Research Philosophy

Why do we do research?

1. because the world is interesting: we are a curious species and we, collectively, cannot keep ourselves from knowledge building.

2. because the knowledge we produce can sometimes be deployed to effect positive change in the world

Why do I do research?

Because I have been given the opportunity and - through the investment of my parents/teachers/advisors - the skills to convert indulging my own curiosity into a career.

What about affecting positive change in the world?

While I am indeed hopeful that my work contributes to positive change in the world, I don't hang my motivation for research on this point.

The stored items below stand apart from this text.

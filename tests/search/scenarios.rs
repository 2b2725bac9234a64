//! End-to-end search scenarios over small fixed libraries.

use crate::common::*;
use concordance::index::is_stop_word;
use concordance::util::{char_len, normalize, tokenize};
use concordance::{Collection, CollectionConfig, MatchType, SearchOptions};

#[test]
fn test_exact_title_match() {
    let engine = engine_with(vec![genesis_collection()]);
    let response = search(&engine, "genesis");

    assert_eq!(response.results.len(), 1);
    let result = &response.results[0];
    assert_eq!(result.title, "Genesis");
    assert_eq!(result.match_type, MatchType::Exact);
    assert!(result.score >= 120, "score {} below 120", result.score);
    assert_eq!(result.url, "/books/genesis/");
    assert_eq!(result.type_tag, "book");
    assert_eq!(result.collection, "books");
}

#[test]
fn test_partial_word_is_fuzzy() {
    let engine = engine_with(vec![genesis_collection()]);
    let response = search(&engine, "genes");

    assert_eq!(response.results.len(), 1);
    let result = &response.results[0];
    assert_eq!(result.title, "Genesis");
    assert_eq!(result.match_type, MatchType::Fuzzy);
    assert!(
        (30..=60).contains(&result.score),
        "fuzzy score {} outside 30..=60",
        result.score
    );
}

#[test]
fn test_typo_finds_record() {
    let engine = sample_engine();
    let response = search(&engine, "exodos");
    assert!(titles(&response).contains(&"Exodus"));
}

#[test]
fn test_exact_results_rank_above_fuzzy() {
    let engine = sample_engine();
    let response = search(&engine, "genes moses");

    let exact: Vec<u32> = response
        .results
        .iter()
        .filter(|r| r.match_type == MatchType::Exact)
        .map(|r| r.score)
        .collect();
    let fuzzy: Vec<u32> = response
        .results
        .iter()
        .filter(|r| r.match_type == MatchType::Fuzzy)
        .map(|r| r.score)
        .collect();

    assert!(!exact.is_empty() && !fuzzy.is_empty());
    assert!(exact.iter().min() > fuzzy.iter().max());

    let first_fuzzy = response
        .results
        .iter()
        .position(|r| r.match_type == MatchType::Fuzzy)
        .unwrap();
    assert!(response.results[first_fuzzy..]
        .iter()
        .all(|r| r.match_type == MatchType::Fuzzy));
}

#[test]
fn test_ranking_across_collections() {
    let engine = sample_engine();
    let response = search(&engine, "moses");
    // Moses carries the title boost; the rest tie and keep collection order
    assert_eq!(
        titles(&response),
        vec!["Moses", "Exodus", "Aaron", "The Ten Commandments"]
    );
}

#[test]
fn test_title_tokens_find_their_record_exactly() {
    let engine = sample_engine();
    for collection in sample_library() {
        let title_field = collection.config.title_field.clone();
        for record in &collection.records {
            let title = record[&title_field].as_str().unwrap();
            let normalized = normalize(title);
            for token in tokenize(&normalized).filter(|t| char_len(t) >= 2 && !is_stop_word(t)) {
                let options = SearchOptions::new().types([collection.config.type_tag.clone()]);
                let response = engine.search(token, &options);
                assert!(
                    response
                        .results
                        .iter()
                        .any(|r| r.title == title && r.match_type == MatchType::Exact),
                    "token {:?} did not find {:?} exactly",
                    token,
                    title
                );
            }
        }
    }
}

#[test]
fn test_type_filter() {
    let engine = sample_engine();
    let options = SearchOptions::new().types(["character"]);
    let response = engine.search("moses", &options);

    assert_eq!(titles(&response), vec!["Moses", "Aaron"]);
    assert_eq!(response.stats.total, 2);
    assert!(response.results.iter().all(|r| r.type_tag == "character"));
}

#[test]
fn test_chapter_urls_use_book_and_number() {
    let engine = sample_engine();
    let options = SearchOptions::new().types(["chapter"]);
    let response = engine.search("commandments", &options);
    assert_eq!(response.results[0].url, "/books/exodus/20/");
}

#[test]
fn test_empty_collection_is_searchable() {
    let engine = books_engine(vec![]);
    assert_eq!(engine.indexed_count(), 0);
    let response = search(&engine, "genesis");
    assert!(response.results.is_empty());
    assert_eq!(response.stats.total, 0);
}

#[test]
fn test_short_queries_return_nothing() {
    let engine = sample_engine();
    for query in ["", "a", " g ", "!!", "é"] {
        let response = search(&engine, query);
        assert!(response.results.is_empty(), "query {:?}", query);
        assert!(response.suggestions.is_empty(), "query {:?}", query);
        assert_eq!(response.stats.total, 0);
    }
    assert!(engine.search_history().is_empty());
}

#[test]
fn test_no_match_is_a_valid_response() {
    let engine = sample_engine();
    let response = search(&engine, "zzqqxx");
    assert!(response.results.is_empty());
    assert_eq!(response.stats.total, 0);
    assert_eq!(response.stats.normalized_query, "zzqqxx");
    assert_eq!(engine.search_history()[0].result_count, 0);
}

#[test]
fn test_stats_echo_queries() {
    let engine = sample_engine();
    let response = search(&engine, "  The EXODUS!  ");
    assert_eq!(response.stats.query, "  The EXODUS!  ");
    assert_eq!(response.stats.normalized_query, "the exodus");
    assert!(response.stats.elapsed_ms >= 0.0);
    assert_eq!(response.stats.total, response.results.len());
}

#[test]
fn test_snippet_highlights_query() {
    let engine = sample_engine();
    let response = search(&engine, "egypt");
    assert!(!response.results.is_empty());
    for result in &response.results {
        assert!(
            result.snippet.contains("<mark>egypt</mark>"),
            "snippet {:?}",
            result.snippet
        );
    }
}

#[test]
fn test_popularity_breaks_equal_evidence() {
    let engine = engine_with(vec![Collection::new(
        "books",
        vec![
            make_book("Scroll Alpha", "Old Testament"),
            serde_json::json!({"name": "Scroll Omega", "testament": "Old Testament", "popularity": 100}),
        ],
        CollectionConfig::books(),
    )]);
    let response = search(&engine, "scroll");
    assert_eq!(titles(&response), vec!["Scroll Omega", "Scroll Alpha"]);
    assert_eq!(response.results[0].score, response.results[1].score + 10);
}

The impact of a new idea/technology only comes via its deployment into the world - and that process is sometimes unpredictable and also largely out of my control:

1. New technology sometimes means new problems - the existence of a profitable and beneficial use-case today does not guarantee a net positive impact in the long term.

2. Deployment is less-well tethered to technical merit than we might often like to believe - there are social and political stress tests that can fail even where technical success is achieved.

Can new technology make the world better?

Of course - the history of human innovation is nothing but a chain of embarrassment and humiliation for Luddites and Malthusites. But we should caution ourselves that (a) past performance is no guarantee of future success, and (b) not every idea is embraced purely on the basis of its merits - we as a species can be short-sighted, and solution-aversion is a very real phenomena.

To realize the potential of a technology that is being developed - or has already been developed - I think that scientists have important roles to play as advocates outside of the research setting:

1. We need to advocate the technical merits of ideas that failed to deploy for purely social/political reasons, even if the motivation for our own research is predicated on viewing those social/political barriers as insurmountable. We can certainly accept social/political obstacles as realities outside of our immediate control, but as it pertains to our research and outreach we should not predicate our work on validating social/cutural entitlements in the status-quo that are unsustainable and/or inequitable.

2. We need to cultivate an interest in the deployment process itself, paying careful attention to what industry experts and scholars in the humanities are saying about the problem.

Thoughts on Collaborating with Industry

I worked as a Tech-Aide at 3M for three years during my undergrad, and my postdoc work has been done in close collaboration with Unilever. I am very comfortable working with industry, and it is my view that collaborations between academia and industry can be extremely productive for a number of reasons:

1. For industry, in-house R&D expertise is expensive and therefore focused on areas of core competency. Academic collaborations are a comparatively flexible and inexpensive way of contracting valuable expertise (and labor) outside of that core competency.

2. In academia, research groups are often revenue-limited, and funding from industry collaborations allow otherwise un-tapped ideas to be fully explored.

3. For students headed to industry - and for the companies funding the collaboration - these projects can create a productive hiring pipeline with a more seamless transfer of desirable skills.

4. For students headed to academia, collaborations expose students to some of the real-world limitations that influence the selection of research topics: regulatory shifts, anticipated changes in supply/demand, and the challenges that one encounters during scale-up.

Thoughts on Experiments vs Modeling

During my time with 3M - prior to my PhD - my work was primarily experimental in nature.  I enjoyed that work and, I dare say, I was pretty good at it too.  But I think that theory and modeling work come more naturally to me.  I enjoy working with experimental collaborators, and I am confident in my ability to support an experimental project if the need were to arise.  For as much as I would personally like to develop both areas of expertise, it is my view that the world today primarily works through specialization and collaboration.

Thoughts on Machine Learning and Data Science

Machine learning and Data Science are extremely powerful tool for identifying patterns in data sets that are too large, too noisy, and/or too abstract for human comprehension.  However, in my area of research - constitutive modeling of complex fluids -  machine learning tools seem somewhat reckless.  My work involves problems that (with a few possible exceptions) do not seem too large/noisy/abstract for human comprehension - but the outputs from machine learning are themselves inscrutable, and there is no way to gauge the limitations of the model that results.  In other words, there is no a-priori guarantee that predictions will be accurate for fluids/flows outside of its training set - the very conditions where a model becomes most useful.

For my field, I think that the most interesting research directions for machine learning will focus on bridging the gap between the microscopic degrees of freedom that overwhelm us (e.g. from particle-based simulations) and the mesoscopic abstractions that we already make use of.  This could help us glean insight to important questions like "what is an entanglement?", "what is the tube diameter?", "how does chemistry define a packing length?" and so on.  In effect, I think that these powerful tools can help us interpret particle-based models and then we can find ways to recast those interpretations as PDE descriptions, which is where my research has been focused thus-far.